» WORK INSTRUCTION
Using the data below, show every line where the word "usize" occurs.

» EXERCISE MATERIALS
# # # # # # #

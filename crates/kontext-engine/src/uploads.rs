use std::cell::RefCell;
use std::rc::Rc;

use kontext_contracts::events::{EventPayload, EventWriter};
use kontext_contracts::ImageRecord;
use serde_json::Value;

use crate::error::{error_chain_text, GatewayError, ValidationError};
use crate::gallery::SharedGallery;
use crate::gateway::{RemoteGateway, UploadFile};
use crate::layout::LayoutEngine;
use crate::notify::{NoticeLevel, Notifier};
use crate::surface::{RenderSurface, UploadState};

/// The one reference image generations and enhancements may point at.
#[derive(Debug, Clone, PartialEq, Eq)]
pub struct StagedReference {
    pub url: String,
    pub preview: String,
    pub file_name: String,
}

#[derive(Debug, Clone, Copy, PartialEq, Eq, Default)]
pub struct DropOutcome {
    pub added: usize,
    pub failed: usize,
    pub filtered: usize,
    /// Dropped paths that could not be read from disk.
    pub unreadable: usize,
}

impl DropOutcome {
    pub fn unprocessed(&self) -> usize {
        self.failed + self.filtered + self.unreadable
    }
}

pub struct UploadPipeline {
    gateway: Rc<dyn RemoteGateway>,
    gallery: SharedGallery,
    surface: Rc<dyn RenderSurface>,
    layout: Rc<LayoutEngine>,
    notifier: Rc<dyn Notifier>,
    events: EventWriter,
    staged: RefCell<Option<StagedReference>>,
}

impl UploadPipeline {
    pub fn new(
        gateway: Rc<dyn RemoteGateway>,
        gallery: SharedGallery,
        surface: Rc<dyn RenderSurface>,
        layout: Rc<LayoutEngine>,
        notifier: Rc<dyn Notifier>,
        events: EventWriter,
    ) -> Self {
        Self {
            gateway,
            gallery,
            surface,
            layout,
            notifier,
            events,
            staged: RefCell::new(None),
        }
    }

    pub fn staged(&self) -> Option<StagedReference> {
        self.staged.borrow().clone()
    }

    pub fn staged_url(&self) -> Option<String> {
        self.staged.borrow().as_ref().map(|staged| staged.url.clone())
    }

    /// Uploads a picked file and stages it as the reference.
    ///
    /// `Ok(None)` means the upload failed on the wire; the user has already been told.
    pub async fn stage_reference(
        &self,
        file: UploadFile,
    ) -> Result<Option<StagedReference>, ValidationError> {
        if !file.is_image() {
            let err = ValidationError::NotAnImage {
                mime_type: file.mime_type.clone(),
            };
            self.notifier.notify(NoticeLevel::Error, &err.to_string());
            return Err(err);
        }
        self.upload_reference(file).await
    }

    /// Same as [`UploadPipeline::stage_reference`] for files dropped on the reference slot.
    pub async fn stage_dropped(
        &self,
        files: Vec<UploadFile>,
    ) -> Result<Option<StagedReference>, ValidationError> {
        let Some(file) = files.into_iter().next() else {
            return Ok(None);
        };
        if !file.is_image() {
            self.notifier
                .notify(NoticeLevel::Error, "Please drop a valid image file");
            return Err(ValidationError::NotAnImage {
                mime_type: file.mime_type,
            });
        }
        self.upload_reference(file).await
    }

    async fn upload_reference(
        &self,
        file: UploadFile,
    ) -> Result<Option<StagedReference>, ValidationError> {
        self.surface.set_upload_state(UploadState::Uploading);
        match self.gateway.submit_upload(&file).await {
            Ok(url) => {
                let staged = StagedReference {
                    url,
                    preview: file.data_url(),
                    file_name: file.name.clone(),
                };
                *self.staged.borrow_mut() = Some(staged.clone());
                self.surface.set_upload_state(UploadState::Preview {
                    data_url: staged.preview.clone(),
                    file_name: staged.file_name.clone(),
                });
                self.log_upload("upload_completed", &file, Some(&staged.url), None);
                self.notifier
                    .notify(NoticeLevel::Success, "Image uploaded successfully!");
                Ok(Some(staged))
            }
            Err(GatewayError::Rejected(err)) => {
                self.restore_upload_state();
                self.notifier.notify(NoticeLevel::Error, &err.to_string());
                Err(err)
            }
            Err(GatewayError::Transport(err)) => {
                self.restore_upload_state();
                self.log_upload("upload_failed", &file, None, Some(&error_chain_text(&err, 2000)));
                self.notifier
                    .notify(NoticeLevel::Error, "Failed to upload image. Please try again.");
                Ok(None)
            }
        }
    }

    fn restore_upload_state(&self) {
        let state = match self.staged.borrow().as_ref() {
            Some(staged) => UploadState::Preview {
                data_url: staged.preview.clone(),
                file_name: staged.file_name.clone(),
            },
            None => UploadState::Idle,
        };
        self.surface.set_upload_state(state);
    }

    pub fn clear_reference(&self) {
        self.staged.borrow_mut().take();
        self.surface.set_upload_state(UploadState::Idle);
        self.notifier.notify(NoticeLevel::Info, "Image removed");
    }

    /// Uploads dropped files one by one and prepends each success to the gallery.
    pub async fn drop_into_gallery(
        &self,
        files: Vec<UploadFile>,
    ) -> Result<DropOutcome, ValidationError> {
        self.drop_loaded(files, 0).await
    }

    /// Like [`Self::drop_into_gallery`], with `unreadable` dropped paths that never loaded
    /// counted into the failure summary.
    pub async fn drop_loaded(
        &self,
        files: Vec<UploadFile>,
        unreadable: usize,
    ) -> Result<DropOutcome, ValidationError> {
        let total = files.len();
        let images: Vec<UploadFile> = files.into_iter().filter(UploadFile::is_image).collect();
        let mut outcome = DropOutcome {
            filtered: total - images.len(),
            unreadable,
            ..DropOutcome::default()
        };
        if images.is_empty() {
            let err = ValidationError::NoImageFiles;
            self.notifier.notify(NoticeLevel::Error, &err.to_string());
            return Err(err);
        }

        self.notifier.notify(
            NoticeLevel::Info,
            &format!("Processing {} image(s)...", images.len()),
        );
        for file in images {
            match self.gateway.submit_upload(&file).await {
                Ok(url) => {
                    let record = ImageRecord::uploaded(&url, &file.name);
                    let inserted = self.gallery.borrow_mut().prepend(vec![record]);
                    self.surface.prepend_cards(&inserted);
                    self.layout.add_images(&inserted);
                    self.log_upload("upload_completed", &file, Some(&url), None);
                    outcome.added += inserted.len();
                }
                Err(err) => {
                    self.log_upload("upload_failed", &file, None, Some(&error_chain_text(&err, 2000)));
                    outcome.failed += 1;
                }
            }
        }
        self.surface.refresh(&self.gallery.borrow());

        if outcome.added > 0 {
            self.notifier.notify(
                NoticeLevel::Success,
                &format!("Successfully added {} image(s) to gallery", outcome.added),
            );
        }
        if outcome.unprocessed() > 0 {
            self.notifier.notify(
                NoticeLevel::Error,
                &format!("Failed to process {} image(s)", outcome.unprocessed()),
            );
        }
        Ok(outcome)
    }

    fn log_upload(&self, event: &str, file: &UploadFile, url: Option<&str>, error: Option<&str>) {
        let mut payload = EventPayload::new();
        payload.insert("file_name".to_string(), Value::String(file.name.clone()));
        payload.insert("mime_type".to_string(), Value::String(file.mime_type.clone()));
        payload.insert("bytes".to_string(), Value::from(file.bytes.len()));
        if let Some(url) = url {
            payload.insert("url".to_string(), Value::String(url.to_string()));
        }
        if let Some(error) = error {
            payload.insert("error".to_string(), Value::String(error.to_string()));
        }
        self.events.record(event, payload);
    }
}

# # # # # # #

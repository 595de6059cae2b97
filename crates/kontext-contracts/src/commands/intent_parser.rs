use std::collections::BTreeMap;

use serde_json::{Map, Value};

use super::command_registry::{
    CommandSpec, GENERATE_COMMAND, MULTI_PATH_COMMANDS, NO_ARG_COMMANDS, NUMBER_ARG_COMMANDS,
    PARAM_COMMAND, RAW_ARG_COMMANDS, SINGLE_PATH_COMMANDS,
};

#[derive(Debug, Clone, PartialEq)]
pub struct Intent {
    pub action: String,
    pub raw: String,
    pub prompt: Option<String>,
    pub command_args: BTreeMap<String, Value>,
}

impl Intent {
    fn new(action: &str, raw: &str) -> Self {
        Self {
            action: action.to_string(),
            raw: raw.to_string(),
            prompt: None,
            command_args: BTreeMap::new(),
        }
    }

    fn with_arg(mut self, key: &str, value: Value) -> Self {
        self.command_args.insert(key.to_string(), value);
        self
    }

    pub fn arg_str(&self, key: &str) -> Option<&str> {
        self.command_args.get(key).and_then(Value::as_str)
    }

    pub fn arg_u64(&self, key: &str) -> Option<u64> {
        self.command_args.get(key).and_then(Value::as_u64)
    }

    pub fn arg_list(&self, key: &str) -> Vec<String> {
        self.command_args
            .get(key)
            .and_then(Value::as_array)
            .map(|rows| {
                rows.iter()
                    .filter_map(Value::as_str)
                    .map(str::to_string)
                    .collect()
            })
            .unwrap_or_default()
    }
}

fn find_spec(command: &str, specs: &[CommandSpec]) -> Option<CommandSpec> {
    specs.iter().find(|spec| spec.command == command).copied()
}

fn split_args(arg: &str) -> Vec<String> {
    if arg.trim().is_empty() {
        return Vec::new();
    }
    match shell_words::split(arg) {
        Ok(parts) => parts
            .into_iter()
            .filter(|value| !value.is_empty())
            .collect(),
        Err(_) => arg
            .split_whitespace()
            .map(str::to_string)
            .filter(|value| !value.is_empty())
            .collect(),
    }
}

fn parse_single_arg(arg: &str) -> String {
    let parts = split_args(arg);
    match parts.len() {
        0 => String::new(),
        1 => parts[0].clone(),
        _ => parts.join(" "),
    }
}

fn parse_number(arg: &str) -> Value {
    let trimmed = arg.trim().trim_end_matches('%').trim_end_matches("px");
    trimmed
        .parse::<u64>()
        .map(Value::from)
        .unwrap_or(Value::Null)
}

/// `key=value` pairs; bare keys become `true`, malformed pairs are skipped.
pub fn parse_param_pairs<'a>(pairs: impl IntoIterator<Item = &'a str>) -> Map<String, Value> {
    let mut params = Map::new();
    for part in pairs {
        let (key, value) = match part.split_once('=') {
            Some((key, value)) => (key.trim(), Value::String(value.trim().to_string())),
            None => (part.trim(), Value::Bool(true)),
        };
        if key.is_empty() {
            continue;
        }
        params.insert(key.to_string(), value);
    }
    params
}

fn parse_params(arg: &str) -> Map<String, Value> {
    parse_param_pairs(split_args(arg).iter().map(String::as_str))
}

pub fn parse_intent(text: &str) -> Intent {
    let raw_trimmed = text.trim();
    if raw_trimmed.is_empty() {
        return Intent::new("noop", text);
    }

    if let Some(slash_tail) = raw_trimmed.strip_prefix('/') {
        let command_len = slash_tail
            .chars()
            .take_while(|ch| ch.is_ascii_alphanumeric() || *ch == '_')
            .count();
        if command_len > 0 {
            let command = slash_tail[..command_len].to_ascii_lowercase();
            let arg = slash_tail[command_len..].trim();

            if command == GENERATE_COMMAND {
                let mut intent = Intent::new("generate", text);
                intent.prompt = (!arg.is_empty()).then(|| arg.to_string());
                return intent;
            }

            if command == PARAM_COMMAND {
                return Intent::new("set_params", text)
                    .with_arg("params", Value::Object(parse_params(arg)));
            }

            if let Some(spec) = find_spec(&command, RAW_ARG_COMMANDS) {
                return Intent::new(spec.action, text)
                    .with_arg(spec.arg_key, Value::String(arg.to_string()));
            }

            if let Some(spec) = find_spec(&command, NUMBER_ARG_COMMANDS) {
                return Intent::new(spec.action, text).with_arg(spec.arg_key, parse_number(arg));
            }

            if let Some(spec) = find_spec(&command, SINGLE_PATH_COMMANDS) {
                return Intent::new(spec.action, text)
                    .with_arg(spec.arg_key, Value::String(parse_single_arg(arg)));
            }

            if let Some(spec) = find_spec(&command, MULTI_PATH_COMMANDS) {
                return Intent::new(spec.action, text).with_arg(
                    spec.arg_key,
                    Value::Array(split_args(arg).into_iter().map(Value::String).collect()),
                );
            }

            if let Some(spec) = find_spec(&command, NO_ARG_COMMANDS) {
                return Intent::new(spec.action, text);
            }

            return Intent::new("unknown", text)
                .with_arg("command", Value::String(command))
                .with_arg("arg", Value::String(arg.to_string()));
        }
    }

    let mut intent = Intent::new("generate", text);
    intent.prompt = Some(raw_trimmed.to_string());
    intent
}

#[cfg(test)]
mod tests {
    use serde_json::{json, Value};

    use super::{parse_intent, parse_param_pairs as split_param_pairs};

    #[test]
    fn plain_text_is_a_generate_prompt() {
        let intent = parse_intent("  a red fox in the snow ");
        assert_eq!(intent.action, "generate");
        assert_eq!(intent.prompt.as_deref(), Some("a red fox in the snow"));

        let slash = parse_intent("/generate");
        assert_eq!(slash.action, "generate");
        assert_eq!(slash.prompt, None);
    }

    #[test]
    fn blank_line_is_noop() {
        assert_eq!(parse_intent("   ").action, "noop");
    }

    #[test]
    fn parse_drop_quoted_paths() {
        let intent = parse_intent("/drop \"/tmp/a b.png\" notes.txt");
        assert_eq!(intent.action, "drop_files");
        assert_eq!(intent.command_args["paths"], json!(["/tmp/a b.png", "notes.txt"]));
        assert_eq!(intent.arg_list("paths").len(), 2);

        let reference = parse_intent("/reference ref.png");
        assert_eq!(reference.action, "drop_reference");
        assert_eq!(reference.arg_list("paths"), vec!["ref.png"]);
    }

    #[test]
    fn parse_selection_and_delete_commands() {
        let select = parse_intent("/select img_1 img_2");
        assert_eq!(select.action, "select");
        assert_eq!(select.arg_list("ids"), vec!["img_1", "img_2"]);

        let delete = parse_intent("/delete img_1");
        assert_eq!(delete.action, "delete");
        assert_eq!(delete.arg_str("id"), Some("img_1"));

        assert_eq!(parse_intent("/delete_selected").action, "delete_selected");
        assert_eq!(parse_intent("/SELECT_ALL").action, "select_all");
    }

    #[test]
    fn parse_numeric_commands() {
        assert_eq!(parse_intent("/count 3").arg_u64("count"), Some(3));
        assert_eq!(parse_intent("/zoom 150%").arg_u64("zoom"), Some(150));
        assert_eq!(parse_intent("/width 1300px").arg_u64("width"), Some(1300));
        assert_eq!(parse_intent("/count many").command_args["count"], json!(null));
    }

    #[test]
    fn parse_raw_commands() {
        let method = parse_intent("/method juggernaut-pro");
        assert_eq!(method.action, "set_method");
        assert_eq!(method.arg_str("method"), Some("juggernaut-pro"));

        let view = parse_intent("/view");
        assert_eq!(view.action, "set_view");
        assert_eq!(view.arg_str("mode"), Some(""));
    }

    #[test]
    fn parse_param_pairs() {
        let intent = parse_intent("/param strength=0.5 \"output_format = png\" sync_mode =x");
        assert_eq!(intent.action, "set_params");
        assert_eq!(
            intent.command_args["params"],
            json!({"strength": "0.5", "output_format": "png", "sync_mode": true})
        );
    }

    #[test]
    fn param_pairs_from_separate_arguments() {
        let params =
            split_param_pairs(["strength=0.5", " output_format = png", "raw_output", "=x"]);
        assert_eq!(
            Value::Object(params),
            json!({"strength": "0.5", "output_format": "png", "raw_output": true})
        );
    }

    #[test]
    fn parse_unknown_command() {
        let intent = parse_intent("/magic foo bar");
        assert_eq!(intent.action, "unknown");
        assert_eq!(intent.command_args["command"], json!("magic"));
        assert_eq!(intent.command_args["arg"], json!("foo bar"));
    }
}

# # # # # # #

» SOLUTION
    pub added: usize,
    pub failed: usize,
    pub filtered: usize,
    pub unreadable: usize,
    pub fn unprocessed(&self) -> usize {
        unreadable: usize,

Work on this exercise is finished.